Instructions for the task: Set the entries down once more, exactly as they are worded.

Saved entries:
/// Selects whether a container segment is decrypted with the additive
/// stream, or copied verbatim (the leading "plaintext" segment present in
/// most Wan/Ana dive blobs before the encrypted body begins).
#[derive(Debug, Clone, Copy, PartialEq, Eq)]
pub enum SegmentMode {
    Copy,
    Decrypt { key_offset: u8 },
}

/// The additive stream cipher at the heart of every container variant:
/// `plain[i] = cipher[i] + key[(key_offset + (i - start)) % modulus]`, 8-bit
/// wraparound addition. Self-inverse given the same key, offset and modulus,
/// so this same routine does both decode and (if ever needed) encode.
///
/// `end` is clamped to `min(end, cipher.len(), out.len())`; a segment
/// boundary that runs past the available bytes is silently truncated rather
/// than treated as an error, matching the reference decoder's bounded loop.
pub fn decode(
    cipher: &[u8],
    out: &mut [u8],
    start: usize,
    end: usize,
    key: &[u8; 256],
    key_offset: u8,
    modulus: u16,
) {
    let modulus = modulus.max(1) as usize;
    let end = end.min(cipher.len()).min(out.len());
    for i in start..end {
        let key_index = (key_offset as usize + (i - start)) % modulus;
        out[i] = cipher[i].wrapping_add(key[key_index]);
    }
}

/// Apply a single container segment, dispatching on [`SegmentMode`].
pub fn apply_segment(
    cipher: &[u8],
    out: &mut [u8],
    start: usize,
    end: usize,
    key: &[u8; 256],
    mode: SegmentMode,
    modulus: u16,
) {
    match mode {
        SegmentMode::Copy => {
            let end = end.min(cipher.len()).min(out.len());
            out[start..end].copy_from_slice(&cipher[start..end]);
        }
        SegmentMode::Decrypt { key_offset } => {
            decode(cipher, out, start, end, key, key_offset, modulus);
        }
    }
}

#[cfg(test)]
mod tests {
    use super::*;

    #[test]
    fn roundtrip_is_self_inverse() {
        let mut key = [0u8; 256];
        for (i, k) in key.iter_mut().enumerate() {
            *k = i as u8;
        }
        let plain: Vec<u8> = (0..64).map(|i| (i * 7) as u8).collect();
        let mut cipher = vec![0u8; plain.len()];
        decode(&plain, &mut cipher, 0, plain.len(), &key, 13, 200);
        let mut back = vec![0u8; plain.len()];
        // The forward pass already used wrapping_add(key); applying the same
        // operation with the negated key recovers the original bytes.
        let mut neg_key = [0u8; 256];
        for i in 0..256 {
            neg_key[i] = (key[i] as i16 * -1).rem_euclid(256) as u8;
        }
        decode(&cipher, &mut back, 0, cipher.len(), &neg_key, 13, 200);
        assert_eq!(plain, back);
    }

    #[test]
    fn clamps_end_past_buffer_len() {
        let key = [1u8; 256];
        let cipher = vec![5u8; 4];
        let mut out = vec![0u8; 4];
        decode(&cipher, &mut out, 0, 100, &key, 0, 256);
        assert_eq!(out, vec![6u8; 4]);
    }

    #[test]
    fn copy_segment_leaves_bytes_unchanged() {
        let key = [9u8; 256];
        let cipher = vec![1, 2, 3, 4];
        let mut out = vec![0u8; 4];
        apply_segment(&cipher, &mut out, 0, 4, &key, SegmentMode::Copy, 256);
        assert_eq!(out, cipher);
    }
}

Exercise answer:
/// Selects whether a container segment is decrypted with the additive
/// stream, or copied verbatim (the leading "plaintext" segment present in
/// most Wan/Ana dive blobs before the encrypted body begins).
#[derive(Debug, Clone, Copy, PartialEq, Eq)]
pub enum SegmentMode {
    Copy,
    Decrypt { key_offset: u8 },
}

/// The additive stream cipher at the heart of every container variant:
/// `plain[i] = cipher[i] + key[(key_offset + (i - start)) % modulus]`, 8-bit
/// wraparound addition. Self-inverse given the same key, offset and modulus,
/// so this same routine does both decode and (if ever needed) encode.
///
/// `end` is clamped to `min(end, cipher.len(), out.len())`; a segment
/// boundary that runs past the available bytes is silently truncated rather
/// than treated as an error, matching the reference decoder's bounded loop.
pub fn decode(
    cipher: &[u8],
    out: &mut [u8],
    start: usize,
    end: usize,
    key: &[u8; 256],
    key_offset: u8,
    modulus: u16,
) {
    let modulus = modulus.max(1) as usize;
    let end = end.min(cipher.len()).min(out.len());
    for i in start..end {
        let key_index = (key_offset as usize + (i - start)) % modulus;
        out[i] = cipher[i].wrapping_add(key[key_index]);
    }
}

/// Apply a single container segment, dispatching on [`SegmentMode`].
pub fn apply_segment(
    cipher: &[u8],
    out: &mut [u8],
    start: usize,
    end: usize,
    key: &[u8; 256],
    mode: SegmentMode,
    modulus: u16,
) {
    match mode {
        SegmentMode::Copy => {
            let end = end.min(cipher.len()).min(out.len());
            out[start..end].copy_from_slice(&cipher[start..end]);
        }
        SegmentMode::Decrypt { key_offset } => {
            decode(cipher, out, start, end, key, key_offset, modulus);
        }
    }
}

#[cfg(test)]
mod tests {
    use super::*;

    #[test]
    fn roundtrip_is_self_inverse() {
        let mut key = [0u8; 256];
        for (i, k) in key.iter_mut().enumerate() {
            *k = i as u8;
        }
        let plain: Vec<u8> = (0..64).map(|i| (i * 7) as u8).collect();
        let mut cipher = vec![0u8; plain.len()];
        decode(&plain, &mut cipher, 0, plain.len(), &key, 13, 200);
        let mut back = vec![0u8; plain.len()];
        // The forward pass already used wrapping_add(key); applying the same
        // operation with the negated key recovers the original bytes.
        let mut neg_key = [0u8; 256];
        for i in 0..256 {
            neg_key[i] = (key[i] as i16 * -1).rem_euclid(256) as u8;
        }
        decode(&cipher, &mut back, 0, cipher.len(), &neg_key, 13, 200);
        assert_eq!(plain, back);
    }

    #[test]
    fn clamps_end_past_buffer_len() {
        let key = [1u8; 256];
        let cipher = vec![5u8; 4];
        let mut out = vec![0u8; 4];
        decode(&cipher, &mut out, 0, 100, &key, 0, 256);
        assert_eq!(out, vec![6u8; 4]);
    }

    #[test]
    fn copy_segment_leaves_bytes_unchanged() {
        let key = [9u8; 256];
        let cipher = vec![1, 2, 3, 4];
        let mut out = vec![0u8; 4];
        apply_segment(&cipher, &mut out, 0, 4, &key, SegmentMode::Copy, 256);
        assert_eq!(out, cipher);
    }
}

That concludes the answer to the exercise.